*Requirement:*
In the material below, list every line carrying the string "derive".
____
use std::path::Path;
use tracing::info;

/// Receives a notification for every file that produced output.
///
/// The engine calls [`FileObserver::file_matched`] once per file, with the
/// path relative to the input root, as soon as the first line of that file is
/// selected. Closures taking `&Path` implement the trait.
pub trait FileObserver {
    fn file_matched(&mut self, relative_path: &Path);
}

impl<F> FileObserver for F
where
    F: FnMut(&Path),
{
    fn file_matched(&mut self, relative_path: &Path) {
        self(relative_path)
    }
}

/// Default observer: logs each matched file at info level
#[derive(Debug, Default, Clone, Copy)]
pub struct LoggingObserver;

impl FileObserver for LoggingObserver {
    fn file_matched(&mut self, relative_path: &Path) {
        info!("Found: {}", relative_path.display());
    }
}

#[cfg(test)]
mod tests {
    use super::*;
    use std::path::PathBuf;

    #[test]
    fn test_closure_observer() {
        let mut seen: Vec<PathBuf> = Vec::new();
        {
            let mut observer = |path: &Path| seen.push(path.to_path_buf());
            observer.file_matched(Path::new("a.log"));
            observer.file_matched(Path::new("nested/b.log"));
        }
        assert_eq!(
            seen,
            vec![PathBuf::from("a.log"), PathBuf::from("nested/b.log")]
        );
    }

    #[test]
    fn test_logging_observer_is_silent_without_subscriber() {
        let mut observer = LoggingObserver;
        observer.file_matched(Path::new("a.log"));
    }
}
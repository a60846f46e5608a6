//! The scanning engine.
//!
//! A run is assembled from four parts:
//!
//! 1. [`matcher`] compiles the filename, line, continuation and timestamp
//!    patterns once per run
//! 2. [`scanner`] classifies the lines of one file with a small state machine
//! 3. [`processor`] drives the scanner over a file and builds aggregation entries
//! 4. [`engine`] walks the input, dispatches every file to the selected output
//!    strategy and returns a [`crate::results::ParseSummary`]
//!
//! Everything runs on the calling thread: a file is scanned and its output
//! written (or its entries recorded) before the next file is visited.
//!
//! ```rust,ignore
//! let config = ParserConfig::new("./logs", "./logparser_results");
//! let summary = logparser::search::parse(&config)?;
//! println!("{} files matched", summary.files_matched);
//! ```
pub mod engine;
pub mod matcher;
pub mod processor;
pub mod scanner;

pub use engine::{parse, parse_with_observer};
pub use matcher::{CompiledPatterns, PatternMatcher};
pub use processor::FileProcessor;
pub use scanner::{LineKind, LineScanner, ScanState, ScannedLine, ScannedLines};
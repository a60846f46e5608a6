pub mod config;
pub mod errors;
pub mod filters;
pub mod observer;
pub mod output;
pub mod results;
pub mod search;

pub use config::{CliOverrides, EncodingMode, ParserConfig};
pub use errors::{ParseError, ParseResult};
pub use observer::{FileObserver, LoggingObserver};
pub use results::{LogAggregation, LogEntry, LogOrigin, ParseSummary};
pub use search::{parse, parse_with_observer};
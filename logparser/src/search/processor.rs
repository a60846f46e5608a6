use std::fs::File;
use std::io::BufReader;
use std::path::Path;
use tracing::{debug, trace};

use super::matcher::CompiledPatterns;
use super::scanner::{LineScanner, ScannedLine, ScannedLines};
use crate::config::EncodingMode;
use crate::errors::{ParseError, ParseResult};
use crate::results::{LogAggregation, LogOrigin};

const BUFFER_CAPACITY: usize = 65536;

/// Drives the line scanner over single files
#[derive(Debug)]
pub struct FileProcessor {
    patterns: CompiledPatterns,
    continuation_limit: usize,
    encoding_mode: EncodingMode,
}

impl FileProcessor {
    /// Creates a processor; `continuation_limit` of `usize::MAX` is unbounded
    pub fn new(
        patterns: CompiledPatterns,
        continuation_limit: usize,
        encoding_mode: EncodingMode,
    ) -> Self {
        Self {
            patterns,
            continuation_limit,
            encoding_mode,
        }
    }

    pub fn patterns(&self) -> &CompiledPatterns {
        &self.patterns
    }

    /// Opens a file and returns the lazy sequence of its selected lines
    pub fn scan(&self, path: &Path) -> ParseResult<ScannedLines<'_, BufReader<File>>> {
        trace!("Scanning file: {}", path.display());
        let file = File::open(path).map_err(|e| ParseError::io(path, e))?;
        let reader = BufReader::with_capacity(BUFFER_CAPACITY, file);
        let scanner = LineScanner::new(
            &self.patterns.lines,
            &self.patterns.continuations,
            self.continuation_limit,
        );
        Ok(ScannedLines::new(reader, scanner, path, self.encoding_mode))
    }

    /// Records every entry of a file in the aggregation.
    ///
    /// Returns the number of selected lines.
    pub fn aggregate_file(&self, path: &Path, aggregation: &mut LogAggregation) -> ParseResult<usize> {
        let lines = self.scan(path)?;
        let selected = collect_entries(&self.patterns, path, lines, aggregation)?;
        debug!("Selected {} lines in {}", selected, path.display());
        Ok(selected)
    }
}

/// Builds entries from scanner output and records them.
///
/// A line of interest closes the previous entry and opens a new one whose
/// origin is that line; continuation lines are appended verbatim. The last
/// open entry is recorded at end of input.
pub fn collect_entries<I>(
    patterns: &CompiledPatterns,
    file: &Path,
    lines: I,
    aggregation: &mut LogAggregation,
) -> ParseResult<usize>
where
    I: IntoIterator<Item = ParseResult<ScannedLine>>,
{
    let mut builder = EntryBuilder::default();
    let mut selected = 0;

    for line in lines {
        let line = line?;
        selected += 1;
        if line.is_continuation() {
            builder.push_continuation(&line.text);
        } else {
            builder.finish_into(aggregation);
            let (timestamp, text) = patterns.split_timestamp(&line.text);
            builder.start(text, LogOrigin::new(line.line_number, timestamp, file));
        }
    }
    builder.finish_into(aggregation);

    Ok(selected)
}

/// Accumulates the text of the entry being built
#[derive(Debug, Default)]
struct EntryBuilder {
    text: String,
    origin: Option<LogOrigin>,
}

impl EntryBuilder {
    fn start(&mut self, first_line: String, origin: LogOrigin) {
        self.text = first_line;
        self.origin = Some(origin);
    }

    fn push_continuation(&mut self, line: &str) {
        // Continuations only follow a line of interest
        if self.origin.is_some() {
            self.text.push('\n');
            self.text.push_str(line);
        }
    }

    fn finish_into(&mut self, aggregation: &mut LogAggregation) {
        if let Some(origin) = self.origin.take() {
            aggregation.record(std::mem::take(&mut self.text), origin);
        }
    }
}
____
*Exercise solution:*
#[derive(Debug, Default, Clone, Copy)]
#[derive(Debug)]
#[derive(Debug, Default)]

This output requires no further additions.